• [HOW TO COMPLETE THIS TASK]: Report back every line of the entries that contains "http", exactly as written.

• [PROVIDED DATA]:
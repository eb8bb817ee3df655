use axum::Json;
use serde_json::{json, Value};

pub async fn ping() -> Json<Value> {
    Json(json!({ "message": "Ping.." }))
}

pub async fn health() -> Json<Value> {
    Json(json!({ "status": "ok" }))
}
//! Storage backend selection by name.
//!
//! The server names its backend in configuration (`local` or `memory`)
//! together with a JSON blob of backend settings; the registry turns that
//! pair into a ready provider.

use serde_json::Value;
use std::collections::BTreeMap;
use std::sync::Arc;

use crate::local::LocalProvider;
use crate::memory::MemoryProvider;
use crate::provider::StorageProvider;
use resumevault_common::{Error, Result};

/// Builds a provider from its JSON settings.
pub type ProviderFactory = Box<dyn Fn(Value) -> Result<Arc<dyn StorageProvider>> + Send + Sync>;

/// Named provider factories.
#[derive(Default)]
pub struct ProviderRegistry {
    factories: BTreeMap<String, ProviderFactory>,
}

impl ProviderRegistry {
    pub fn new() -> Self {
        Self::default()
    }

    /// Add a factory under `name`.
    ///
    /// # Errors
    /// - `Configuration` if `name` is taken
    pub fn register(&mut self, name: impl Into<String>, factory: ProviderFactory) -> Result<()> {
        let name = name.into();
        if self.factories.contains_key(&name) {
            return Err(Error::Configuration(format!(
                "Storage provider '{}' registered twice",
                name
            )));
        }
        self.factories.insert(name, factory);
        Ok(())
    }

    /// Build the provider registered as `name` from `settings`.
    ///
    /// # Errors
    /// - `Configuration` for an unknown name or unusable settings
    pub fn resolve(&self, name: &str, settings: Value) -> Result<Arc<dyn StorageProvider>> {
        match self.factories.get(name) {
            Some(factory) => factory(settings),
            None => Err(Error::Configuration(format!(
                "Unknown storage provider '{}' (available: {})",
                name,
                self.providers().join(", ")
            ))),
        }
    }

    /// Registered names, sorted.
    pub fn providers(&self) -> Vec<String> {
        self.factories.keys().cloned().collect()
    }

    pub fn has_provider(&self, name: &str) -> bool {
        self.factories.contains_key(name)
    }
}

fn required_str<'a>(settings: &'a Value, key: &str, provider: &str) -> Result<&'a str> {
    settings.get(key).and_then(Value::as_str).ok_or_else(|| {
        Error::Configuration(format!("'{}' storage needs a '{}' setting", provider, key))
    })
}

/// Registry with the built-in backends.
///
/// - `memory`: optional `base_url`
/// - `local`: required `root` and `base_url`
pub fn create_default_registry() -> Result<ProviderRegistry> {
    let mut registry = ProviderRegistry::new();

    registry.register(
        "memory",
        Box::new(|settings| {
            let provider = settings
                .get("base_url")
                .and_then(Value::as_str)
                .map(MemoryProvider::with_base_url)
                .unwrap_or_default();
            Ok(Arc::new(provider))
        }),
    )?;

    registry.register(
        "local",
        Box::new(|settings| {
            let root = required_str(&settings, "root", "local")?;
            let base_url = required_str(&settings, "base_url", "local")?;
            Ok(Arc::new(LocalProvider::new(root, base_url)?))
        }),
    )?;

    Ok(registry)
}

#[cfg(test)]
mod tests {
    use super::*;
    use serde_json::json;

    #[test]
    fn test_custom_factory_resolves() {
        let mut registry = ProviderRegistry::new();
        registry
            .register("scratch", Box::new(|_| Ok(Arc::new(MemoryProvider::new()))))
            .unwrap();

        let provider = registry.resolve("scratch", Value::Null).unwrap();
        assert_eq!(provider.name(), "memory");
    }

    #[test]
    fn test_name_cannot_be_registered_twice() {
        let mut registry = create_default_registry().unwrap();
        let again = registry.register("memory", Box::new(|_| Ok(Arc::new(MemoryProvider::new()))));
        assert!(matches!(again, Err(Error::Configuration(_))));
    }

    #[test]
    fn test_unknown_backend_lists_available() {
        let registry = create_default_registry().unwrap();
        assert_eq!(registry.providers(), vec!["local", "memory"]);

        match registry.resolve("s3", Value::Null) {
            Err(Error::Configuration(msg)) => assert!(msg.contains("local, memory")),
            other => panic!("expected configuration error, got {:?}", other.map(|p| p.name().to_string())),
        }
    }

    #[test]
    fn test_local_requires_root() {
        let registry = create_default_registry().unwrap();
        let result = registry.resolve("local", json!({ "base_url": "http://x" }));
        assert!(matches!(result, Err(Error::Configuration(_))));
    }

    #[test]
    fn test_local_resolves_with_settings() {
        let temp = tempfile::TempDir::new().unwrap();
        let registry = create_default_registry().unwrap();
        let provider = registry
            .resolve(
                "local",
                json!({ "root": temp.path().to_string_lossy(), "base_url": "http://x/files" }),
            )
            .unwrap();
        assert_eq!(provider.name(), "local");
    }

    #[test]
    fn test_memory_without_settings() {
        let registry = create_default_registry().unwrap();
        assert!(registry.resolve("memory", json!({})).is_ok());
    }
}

• [THE ANSWER]:
        let result = registry.resolve("local", json!({ "base_url": "http://x" }));
                json!({ "root": temp.path().to_string_lossy(), "base_url": "http://x/files" }),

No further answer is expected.